[Stored items]
________
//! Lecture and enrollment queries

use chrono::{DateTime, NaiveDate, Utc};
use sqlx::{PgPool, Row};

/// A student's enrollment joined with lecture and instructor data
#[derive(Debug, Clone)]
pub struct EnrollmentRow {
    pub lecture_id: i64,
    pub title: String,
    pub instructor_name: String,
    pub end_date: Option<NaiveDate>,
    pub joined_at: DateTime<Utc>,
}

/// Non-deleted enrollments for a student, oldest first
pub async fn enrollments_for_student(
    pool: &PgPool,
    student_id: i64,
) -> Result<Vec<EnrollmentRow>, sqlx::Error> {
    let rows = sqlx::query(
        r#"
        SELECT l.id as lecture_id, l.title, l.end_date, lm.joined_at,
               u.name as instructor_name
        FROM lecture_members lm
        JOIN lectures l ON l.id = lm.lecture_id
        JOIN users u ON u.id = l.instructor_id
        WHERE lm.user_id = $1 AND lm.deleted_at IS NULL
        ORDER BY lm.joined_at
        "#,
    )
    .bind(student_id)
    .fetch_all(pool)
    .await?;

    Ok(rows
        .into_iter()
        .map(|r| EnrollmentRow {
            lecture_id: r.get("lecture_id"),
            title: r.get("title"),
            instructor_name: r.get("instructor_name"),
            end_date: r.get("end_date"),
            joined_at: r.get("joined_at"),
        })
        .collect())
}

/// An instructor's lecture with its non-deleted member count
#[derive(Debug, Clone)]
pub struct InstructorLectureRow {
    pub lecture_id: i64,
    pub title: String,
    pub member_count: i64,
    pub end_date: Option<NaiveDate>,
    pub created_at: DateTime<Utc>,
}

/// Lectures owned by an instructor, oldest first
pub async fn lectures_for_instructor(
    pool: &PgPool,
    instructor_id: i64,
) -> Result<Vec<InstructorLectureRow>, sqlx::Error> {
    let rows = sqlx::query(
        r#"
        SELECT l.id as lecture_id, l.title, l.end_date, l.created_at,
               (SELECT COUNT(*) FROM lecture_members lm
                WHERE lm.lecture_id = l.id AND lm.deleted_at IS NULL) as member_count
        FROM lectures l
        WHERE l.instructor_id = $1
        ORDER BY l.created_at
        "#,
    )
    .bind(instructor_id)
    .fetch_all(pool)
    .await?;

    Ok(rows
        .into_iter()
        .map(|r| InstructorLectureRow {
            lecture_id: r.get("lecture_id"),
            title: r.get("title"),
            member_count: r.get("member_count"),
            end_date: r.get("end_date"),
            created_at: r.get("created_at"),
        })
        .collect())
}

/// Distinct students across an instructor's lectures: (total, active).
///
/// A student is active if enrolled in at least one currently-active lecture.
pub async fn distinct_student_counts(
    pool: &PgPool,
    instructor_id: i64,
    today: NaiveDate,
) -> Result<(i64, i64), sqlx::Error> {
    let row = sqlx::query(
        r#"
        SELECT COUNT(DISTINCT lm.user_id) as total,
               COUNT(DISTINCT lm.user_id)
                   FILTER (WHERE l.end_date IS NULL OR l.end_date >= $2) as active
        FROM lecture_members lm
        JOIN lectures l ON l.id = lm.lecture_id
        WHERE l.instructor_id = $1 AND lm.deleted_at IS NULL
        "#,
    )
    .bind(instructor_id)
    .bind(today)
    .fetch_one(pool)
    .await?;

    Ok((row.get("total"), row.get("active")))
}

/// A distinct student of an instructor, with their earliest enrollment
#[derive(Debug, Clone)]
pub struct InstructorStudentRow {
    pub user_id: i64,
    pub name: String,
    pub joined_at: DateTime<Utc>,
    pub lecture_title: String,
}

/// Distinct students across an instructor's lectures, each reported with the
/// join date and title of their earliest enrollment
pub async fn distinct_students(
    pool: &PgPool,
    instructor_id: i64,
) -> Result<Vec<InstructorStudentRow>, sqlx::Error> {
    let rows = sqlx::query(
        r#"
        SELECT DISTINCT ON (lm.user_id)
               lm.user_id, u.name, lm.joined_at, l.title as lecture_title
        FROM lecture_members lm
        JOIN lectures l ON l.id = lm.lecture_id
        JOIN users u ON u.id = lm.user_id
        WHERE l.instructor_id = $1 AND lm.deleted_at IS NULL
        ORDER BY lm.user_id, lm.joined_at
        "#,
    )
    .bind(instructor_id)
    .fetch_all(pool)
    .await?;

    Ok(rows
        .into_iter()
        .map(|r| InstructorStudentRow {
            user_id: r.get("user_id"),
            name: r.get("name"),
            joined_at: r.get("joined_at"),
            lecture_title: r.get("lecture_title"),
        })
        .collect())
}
________
- _Goal of the exercise_
Copy all the records above exactly, missing none.

- _Result of this task_
//! Lecture and enrollment queries

use chrono::{DateTime, NaiveDate, Utc};
use sqlx::{PgPool, Row};

/// A student's enrollment joined with lecture and instructor data
#[derive(Debug, Clone)]
pub struct EnrollmentRow {
    pub lecture_id: i64,
    pub title: String,
    pub instructor_name: String,
    pub end_date: Option<NaiveDate>,
    pub joined_at: DateTime<Utc>,
}

/// Non-deleted enrollments for a student, oldest first
pub async fn enrollments_for_student(
    pool: &PgPool,
    student_id: i64,
) -> Result<Vec<EnrollmentRow>, sqlx::Error> {
    let rows = sqlx::query(
        r#"
        SELECT l.id as lecture_id, l.title, l.end_date, lm.joined_at,
               u.name as instructor_name
        FROM lecture_members lm
        JOIN lectures l ON l.id = lm.lecture_id
        JOIN users u ON u.id = l.instructor_id
        WHERE lm.user_id = $1 AND lm.deleted_at IS NULL
        ORDER BY lm.joined_at
        "#,
    )
    .bind(student_id)
    .fetch_all(pool)
    .await?;

    Ok(rows
        .into_iter()
        .map(|r| EnrollmentRow {
            lecture_id: r.get("lecture_id"),
            title: r.get("title"),
            instructor_name: r.get("instructor_name"),
            end_date: r.get("end_date"),
            joined_at: r.get("joined_at"),
        })
        .collect())
}

/// An instructor's lecture with its non-deleted member count
#[derive(Debug, Clone)]
pub struct InstructorLectureRow {
    pub lecture_id: i64,
    pub title: String,
    pub member_count: i64,
    pub end_date: Option<NaiveDate>,
    pub created_at: DateTime<Utc>,
}

/// Lectures owned by an instructor, oldest first
pub async fn lectures_for_instructor(
    pool: &PgPool,
    instructor_id: i64,
) -> Result<Vec<InstructorLectureRow>, sqlx::Error> {
    let rows = sqlx::query(
        r#"
        SELECT l.id as lecture_id, l.title, l.end_date, l.created_at,
               (SELECT COUNT(*) FROM lecture_members lm
                WHERE lm.lecture_id = l.id AND lm.deleted_at IS NULL) as member_count
        FROM lectures l
        WHERE l.instructor_id = $1
        ORDER BY l.created_at
        "#,
    )
    .bind(instructor_id)
    .fetch_all(pool)
    .await?;

    Ok(rows
        .into_iter()
        .map(|r| InstructorLectureRow {
            lecture_id: r.get("lecture_id"),
            title: r.get("title"),
            member_count: r.get("member_count"),
            end_date: r.get("end_date"),
            created_at: r.get("created_at"),
        })
        .collect())
}

/// Distinct students across an instructor's lectures: (total, active).
///
/// A student is active if enrolled in at least one currently-active lecture.
pub async fn distinct_student_counts(
    pool: &PgPool,
    instructor_id: i64,
    today: NaiveDate,
) -> Result<(i64, i64), sqlx::Error> {
    let row = sqlx::query(
        r#"
        SELECT COUNT(DISTINCT lm.user_id) as total,
               COUNT(DISTINCT lm.user_id)
                   FILTER (WHERE l.end_date IS NULL OR l.end_date >= $2) as active
        FROM lecture_members lm
        JOIN lectures l ON l.id = lm.lecture_id
        WHERE l.instructor_id = $1 AND lm.deleted_at IS NULL
        "#,
    )
    .bind(instructor_id)
    .bind(today)
    .fetch_one(pool)
    .await?;

    Ok((row.get("total"), row.get("active")))
}

/// A distinct student of an instructor, with their earliest enrollment
#[derive(Debug, Clone)]
pub struct InstructorStudentRow {
    pub user_id: i64,
    pub name: String,
    pub joined_at: DateTime<Utc>,
    pub lecture_title: String,
}

/// Distinct students across an instructor's lectures, each reported with the
/// join date and title of their earliest enrollment
pub async fn distinct_students(
    pool: &PgPool,
    instructor_id: i64,
) -> Result<Vec<InstructorStudentRow>, sqlx::Error> {
    let rows = sqlx::query(
        r#"
        SELECT DISTINCT ON (lm.user_id)
               lm.user_id, u.name, lm.joined_at, l.title as lecture_title
        FROM lecture_members lm
        JOIN lectures l ON l.id = lm.lecture_id
        JOIN users u ON u.id = lm.user_id
        WHERE l.instructor_id = $1 AND lm.deleted_at IS NULL
        ORDER BY lm.user_id, lm.joined_at
        "#,
    )
    .bind(instructor_id)
    .fetch_all(pool)
    .await?;

    Ok(rows
        .into_iter()
        .map(|r| InstructorStudentRow {
            user_id: r.get("user_id"),
            name: r.get("name"),
            joined_at: r.get("joined_at"),
            lecture_title: r.get("lecture_title"),
        })
        .collect())
}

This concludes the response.